Suppose I'm at a middle school where I give the same lecture to both class 1 and class 2 with respective class sizes of 15 and 20 students. I suspect that class 2 likes the course better since I teach that class after I have had my coffee. To assess attitude between the classes, I survey 5 students in class 1 and 10 students in class 2. The responses from class 1 are {1,2,3,4,5}. The responses from class 2 are {2,3,4,5,6,7,2,3,4,5}. I want to know if the attitude between the two classes taught by this teacher are different, say greater than a certain value x. (In this example, I happen to have ordered categorical responses--say a survey response from 1 to 7--but we can switch this to a continuous variable like grades if needed).

A.C. Davidson and D.V. Hinkley's "bootstrap methods and their applications" provide methods modify sample size when bootstrapping statistics estimating a population quantity, where the population is a known, finite size (pg 92).
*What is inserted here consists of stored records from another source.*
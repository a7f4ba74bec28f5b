//! Prelude module for convenient imports.
//!
//! ```rust,ignore
//! use cssmig_core::prelude::*;
//! ```

// Core types
pub use crate::error::{CssmigError, CssmigResult};
pub use crate::model::{ClassRecord, DeclarationModel};
pub use crate::risk::RiskLevel;

// Audit
pub use crate::audit::{AuditReport, CssAudit};
pub use crate::duplicates::DuplicateGroup;

// Configuration
pub use crate::config::{load_config, CssmigConfig, Heuristics};

// File scanning
pub use crate::scan::gather_files;

// Rename
#[cfg(feature = "rewrite")]
pub use crate::rewrite::{Decision, DecisionStrategy, RenameMapping, RewriteOptions, Rewriter};
//! cssmig-core: CSS class audit and rename engine
//!
//! This library builds a declaration model from stylesheets, counts class usage
//! across HTML/JS/TS sources, labels every class with a risk tier and owning
//! component, groups identical rule bodies, and rewrites class references
//! in place under operator control.
//!
//! # Features
//!
//! - **Stylesheet extraction**: class → declarations, selectors and files
//! - **Usage counting**: file-level presence across nine reference patterns
//! - **Risk classification**: HIGH / MEDIUM / LOW from layout-affecting properties
//! - **Component attribution**: naming-convention heuristics with configurable tables
//! - **Duplicate detection**: classes sharing one canonical declaration set
//! - **Interactive rename**: per-occurrence decisions with backup-on-write
//! - **Design tokens**: `var(--x)` usage report and token rewrite
//!
//! # Quick Start
//!
//! ```rust,ignore
//! use cssmig_core::prelude::*;
//!
//! let report = CssAudit::new()
//!     .css_files(["styles"])
//!     .source_files(["src"])
//!     .run()?;
//!
//! for group in &report.duplicates {
//!     println!("{}: {}", group.short_hash(), group.classes.join(", "));
//! }
//! ```
//!
//! # Module Organization
//!
//! - [`css`]: Stylesheet parsing and class extraction
//! - [`model`]: The declaration model and its audit document
//! - [`references`]: Class reference detection in markup and script
//! - [`risk`], [`component`], [`duplicates`]: Model annotations
//! - [`audit`]: Builder API tying discovery and analysis together
//! - [`tokens`]: Design-token usage analysis
//! - [`rewrite`]: In-place rename and token rewrite
//! - [`error`]: Typed error handling
//!
//! # Cargo Features
//!
//! - `rewrite` (default): Enable the rename engine and file mutation

// Core modules (always available)
pub mod audit;
pub mod component;
pub mod config;
pub mod css;
pub mod deprecated;
pub mod duplicates;
pub mod error;
pub mod logging;
pub mod model;
pub mod prelude;
pub mod references;
pub mod report;
pub mod risk;
pub mod scan;
pub mod tokens;

// Feature-gated modules
#[cfg(feature = "rewrite")]
pub mod rewrite;

// ============================================================================
// Explicit Re-exports (avoiding glob imports for clear API surface)
// ============================================================================

// Error types
pub use error::{CssmigError, CssmigResult, IoResultExt};

// Builder API
pub use audit::{
    inspect_source, AuditReport, AuditSession, CssAudit, RiskBreakdown, SkippedFile,
    SourceInspection,
};

// Configuration
pub use config::{load_config, CssmigConfig, Heuristics, OutputConfig, CONFIG_FILE};

// Logging
pub use logging::init_logging;

// Model and annotations
pub use component::{ComponentAttributor, ComponentTables, UNKNOWN_COMPONENT};
pub use duplicates::{declaration_hash, find_duplicates, DuplicateGroup};
pub use model::{AuditEntry, ClassRecord, DeclarationModel};
pub use risk::{RiskClassifier, RiskLevel};

// Extraction
pub use css::{extract_stylesheet, parse_stylesheet};
pub use references::{
    advisory_literals, find_references, referenced_classes, source_classes, MatchKind,
    Reference, ReferenceScanner,
};

// Deprecated stylesheet
pub use deprecated::{load_audit_declarations, render_deprecated_css};

// Reporting
pub use report::{print_audit_summary, print_json, write_audit_outputs, OutputFormat};

// File scanning
pub use scan::{display_path, gather_files, read_source};

// Design tokens
pub use tokens::{defined_tokens, token_references, TokenMapping, TokenReport, TokenUsage};

// Feature-gated re-exports
#[cfg(feature = "rewrite")]
pub use rewrite::{
    AcceptAll, Decision, DecisionStrategy, Occurrence, RenameMapping, RewriteOptions,
    RewriteSummary, Rewriter,
};
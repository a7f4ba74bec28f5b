//! Builder API for a full stylesheet audit.
//!
//! ```rust,ignore
//! use cssmig_core::prelude::*;
//!
//! let report = CssAudit::new()
//!     .css_files(["styles"])
//!     .source_files(["src"])
//!     .exclude_dirs(["vendor"])
//!     .run()?;
//!
//! println!("{} classes, {} duplicate groups", report.model.len(), report.duplicates.len());
//! ```
//!
//! Stylesheets are processed first and fully; source files are then scanned
//! for references. Usage counts only ever apply to declared classes.

use std::collections::{BTreeMap, BTreeSet};
use std::path::{Path, PathBuf};

use anyhow::{Context, Result};
use serde::Serialize;

use crate::config::Heuristics;
use crate::css::extract_stylesheet;
use crate::duplicates::{find_duplicates, DuplicateGroup};
use crate::error::CssmigError;
use crate::model::DeclarationModel;
use crate::references::{advisory_literals, source_classes};
use crate::risk::RiskLevel;
use crate::scan::{display_path, gather_files, read_source, CSS_EXTENSIONS, SOURCE_EXTENSIONS};

/// Default number of source files echoed at debug level.
pub const DEFAULT_SAMPLE_SIZE: usize = 3;

/// Lines shown per inspected file.
pub const PREVIEW_LINES: usize = 5;

const PREVIEW_WIDTH: usize = 100;

/// Builder for configuring an audit run.
#[derive(Debug, Clone)]
pub struct CssAudit {
    css_paths: Vec<PathBuf>,
    source_paths: Vec<PathBuf>,
    excluded_dirs: Vec<String>,
    heuristics: Heuristics,
    sample_size: usize,
}

impl Default for CssAudit {
    fn default() -> Self {
        Self::new()
    }
}

impl CssAudit {
    pub fn new() -> Self {
        Self {
            css_paths: Vec::new(),
            source_paths: Vec::new(),
            excluded_dirs: Vec::new(),
            heuristics: Heuristics::default(),
            sample_size: DEFAULT_SAMPLE_SIZE,
        }
    }

    /// Stylesheet files or directories.
    pub fn css_files(mut self, paths: impl IntoIterator<Item = impl Into<PathBuf>>) -> Self {
        self.css_paths.extend(paths.into_iter().map(Into::into));
        self
    }

    /// Markup/script files or directories.
    pub fn source_files(mut self, paths: impl IntoIterator<Item = impl Into<PathBuf>>) -> Self {
        self.source_paths.extend(paths.into_iter().map(Into::into));
        self
    }

    /// Add directories to exclude from scanning.
    pub fn exclude_dirs(mut self, dirs: impl IntoIterator<Item = impl Into<String>>) -> Self {
        self.excluded_dirs.extend(dirs.into_iter().map(Into::into));
        self
    }

    pub fn heuristics(mut self, heuristics: Heuristics) -> Self {
        self.heuristics = heuristics;
        self
    }

    /// Number of source files to log at debug level (0 disables).
    pub fn sample_size(mut self, n: usize) -> Self {
        self.sample_size = n;
        self
    }

    /// Discover, read and analyze every file.
    pub fn run(&self) -> Result<AuditReport> {
        let css_files = gather_files(&self.css_paths, CSS_EXTENSIONS, &self.excluded_dirs)
            .context("Failed to gather stylesheets")?;
        let source_files =
            gather_files(&self.source_paths, SOURCE_EXTENSIONS, &self.excluded_dirs)
                .context("Failed to gather source files")?;

        if source_files.is_empty() {
            tracing::warn!("No HTML/JS files found; usage counts will all be zero");
        }

        let mut session = AuditSession::new();
        for path in &css_files {
            match read_source(path) {
                Ok(text) => session.add_stylesheet(&display_path(path), &text),
                Err(e) => session.skip(path, e),
            }
        }
        for (i, path) in source_files.iter().enumerate() {
            match read_source(path) {
                Ok(text) => {
                    if i < self.sample_size {
                        log_sample(path, &text);
                    }
                    session.add_source(&display_path(path), &text);
                }
                Err(e) => session.skip(path, e),
            }
        }

        let report = session.finish(&self.heuristics);
        tracing::info!(
            classes = report.model.len(),
            duplicates = report.duplicates.len(),
            css_files = report.css_file_count,
            source_files = report.source_file_count,
            skipped = report.skipped.len(),
            "Audit complete"
        );
        Ok(report)
    }
}

/// Incremental audit over in-memory texts.
///
/// Every stylesheet must be added before the first source file; usage for a
/// class declared later would otherwise be missed.
#[derive(Debug, Default)]
pub struct AuditSession {
    model: DeclarationModel,
    skipped: Vec<SkippedFile>,
    undeclared: BTreeMap<String, usize>,
    advisory: BTreeMap<String, usize>,
    css_file_count: usize,
    source_file_count: usize,
}

impl AuditSession {
    pub fn new() -> Self {
        Self::default()
    }

    /// Merge one stylesheet. Parse failures are recorded and skipped.
    pub fn add_stylesheet(&mut self, file: &str, text: &str) {
        match extract_stylesheet(file, text) {
            Ok(partial) => {
                self.model.merge(partial);
                self.css_file_count += 1;
            }
            Err(e) => self.skip(Path::new(file), e),
        }
    }

    /// Count one source file's references.
    pub fn add_source(&mut self, file: &str, text: &str) {
        self.source_file_count += 1;
        let used = source_classes(file, text);
        for class in &used {
            if !self.model.record_usage(class) {
                *self.undeclared.entry(class.clone()).or_default() += 1;
            }
        }
        for literal in advisory_literals(text) {
            if self.model.contains(&literal) && !used.contains(&literal) {
                *self.advisory.entry(literal).or_default() += 1;
            }
        }
    }

    pub fn skip(&mut self, path: &Path, error: CssmigError) {
        tracing::warn!(file = %path.display(), error = %error, "Skipping file");
        self.skipped.push(SkippedFile {
            path: path.to_path_buf(),
            error,
        });
    }

    /// Classify, attribute and group duplicates.
    pub fn finish(mut self, heuristics: &Heuristics) -> AuditReport {
        self.model.finalize(&heuristics.risk, &heuristics.components);
        let duplicates = find_duplicates(&self.model);
        AuditReport {
            model: self.model,
            duplicates,
            skipped: self.skipped,
            undeclared: self.undeclared,
            advisory_literals: self.advisory,
            css_file_count: self.css_file_count,
            source_file_count: self.source_file_count,
        }
    }
}

/// A file left out of the audit, with the reason.
#[derive(Debug)]
pub struct SkippedFile {
    pub path: PathBuf,
    pub error: CssmigError,
}

/// Result of an audit run.
#[derive(Debug)]
pub struct AuditReport {
    pub model: DeclarationModel,
    pub duplicates: Vec<DuplicateGroup>,
    pub skipped: Vec<SkippedFile>,
    /// Referenced but never declared: class → number of files.
    pub undeclared: BTreeMap<String, usize>,
    /// Declared classes appearing only as quoted literals: class → number of
    /// files. Never part of `usage_count`.
    pub advisory_literals: BTreeMap<String, usize>,
    pub css_file_count: usize,
    pub source_file_count: usize,
}

#[derive(Debug, Clone, Copy, Default, PartialEq, Eq, Serialize)]
pub struct RiskBreakdown {
    pub high: usize,
    pub medium: usize,
    pub low: usize,
}

impl AuditReport {
    pub fn risk_breakdown(&self) -> RiskBreakdown {
        let mut breakdown = RiskBreakdown::default();
        for record in self.model.records() {
            match record.risk.unwrap_or(RiskLevel::Low) {
                RiskLevel::High => breakdown.high += 1,
                RiskLevel::Medium => breakdown.medium += 1,
                RiskLevel::Low => breakdown.low += 1,
            }
        }
        breakdown
    }

    /// Declared classes no source file references.
    pub fn unused_classes(&self) -> Vec<&str> {
        self.model
            .records()
            .filter(|r| r.usage_count == 0)
            .map(|r| r.name.as_str())
            .collect()
    }
}

/// What the usage path sees in one source file.
#[derive(Debug, Clone, PartialEq, Eq, Serialize)]
pub struct SourceInspection {
    /// First lines, each cut at 100 characters.
    pub preview_lines: Vec<String>,
    pub classes: BTreeSet<String>,
    pub advisory: BTreeSet<String>,
}

pub fn inspect_source(file: &str, text: &str, line_count: usize) -> SourceInspection {
    let preview_lines = text
        .split('\n')
        .take(line_count)
        .map(|line| {
            if line.chars().count() > PREVIEW_WIDTH {
                format!("{}...", line.chars().take(PREVIEW_WIDTH).collect::<String>())
            } else {
                line.to_string()
            }
        })
        .collect();

    let classes = source_classes(file, text);
    let advisory = advisory_literals(text)
        .into_iter()
        .filter(|literal| !classes.contains(literal))
        .collect();

    SourceInspection {
        preview_lines,
        classes,
        advisory,
    }
}

fn log_sample(path: &Path, text: &str) {
    let inspection = inspect_source(&display_path(path), text, PREVIEW_LINES);
    tracing::debug!(
        file = %path.display(),
        classes = ?inspection.classes,
        "Sample source file"
    );
}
For example, given a finite population size, we can adjust the resample size upwards to $n′$ where $n′=(n−1)/(1−n/N)$. Here, $N$ is the population size.

Set up and Define the inputs:

import numpy as np
import plotly.graph_objects as go
responses_1 = [1,2,3,4,5] #median is 3
responses_2 = [2,3,4,5,6,7,2,3,4,5] #median is 4
population_size_1 = 15
population_size_2 = 20
sam_pop_ration = len(responses_1)/population_size_1
sam_pop_ration = len(responses_2)/population_size_2

Approach:

def bootstrap_medians_pooled_approach(input_array_1, len_input_array_1, sam_pop_ration_1, \
    input_array_2, len_input_array_2, samp_pop_ration_2, \
    n_resamples):

    #sample 1
    adjusted_n_1 = (len_input_array_1 - 1)/(1 - sam_pop_ratio_1)
    ##some considerations for having a decimal adjusted_n_1 
    base_adjusted_n_1 = int(adjusted_n_1)
    fraction_adjusted_n_1 = adjusted_n_1 - base_adjusted_n_1
    #create an a array of sample 1 resample sizes
    ##alternate size to account for the fraction of adjustment
    adjusted_n_array_1 = [base_adjusted_n_1 + \
        int(np.random.choice([0,1], size = 1, \
        p = [1 - fraction_adjusted_n_1, fraction_adjusted_n_1)) \
        for x in range(n_samples)]
    #sample 2 (same setup as above for sample 1)
    adjusted_n_2 = (len_input_array_2 - 1)/(1 - sam_pop_ratio_2)
    base_adjusted_n_2 = int(adjusted_n_2)
    fraction_adjusted_n_2 = adjusted_n_1 - base_adjusted_n_2
    adjusted_n_array_2 = [base_adjusted_n_2 + \
        int(np.random.choice([0,1], size = 1, \
        p = [1 - fraction_adjusted_n_2, fraction_adjusted_n_2)) \
        for x in range(n_samples)]
    pooled_array_n = np.add(adjusted_n_array_1, adjusted_n_array_2
    pooled_array = input_array_1 + input_array_2

    #create list of resampled medians for group 1 and group 2
    medians_1 = [np.median(np.random.choice(pooled_array, size = x)) \
        for x in adjusted_n_array_1]
    medians_2 = [np.median(np.random.choice(pooled_array, size = x)) \
        for x in adjusted_n_array_2]

n_resamples = 10000
bs_pool_delta = bootstrap_medians_pooled_approach(responses_1, len(responses_1), 
    sam_pop_ratio_1,\
    responses_2, len(responses_2), sam_pop_ratio_2, \
    n_resamples)

#visualize the distribution of deltas results
fig_bsed_pool_deltas = go.Figure()
fig_bsed_pool_deltas.add_trace(go.Histogram(x = bs_pool_delta)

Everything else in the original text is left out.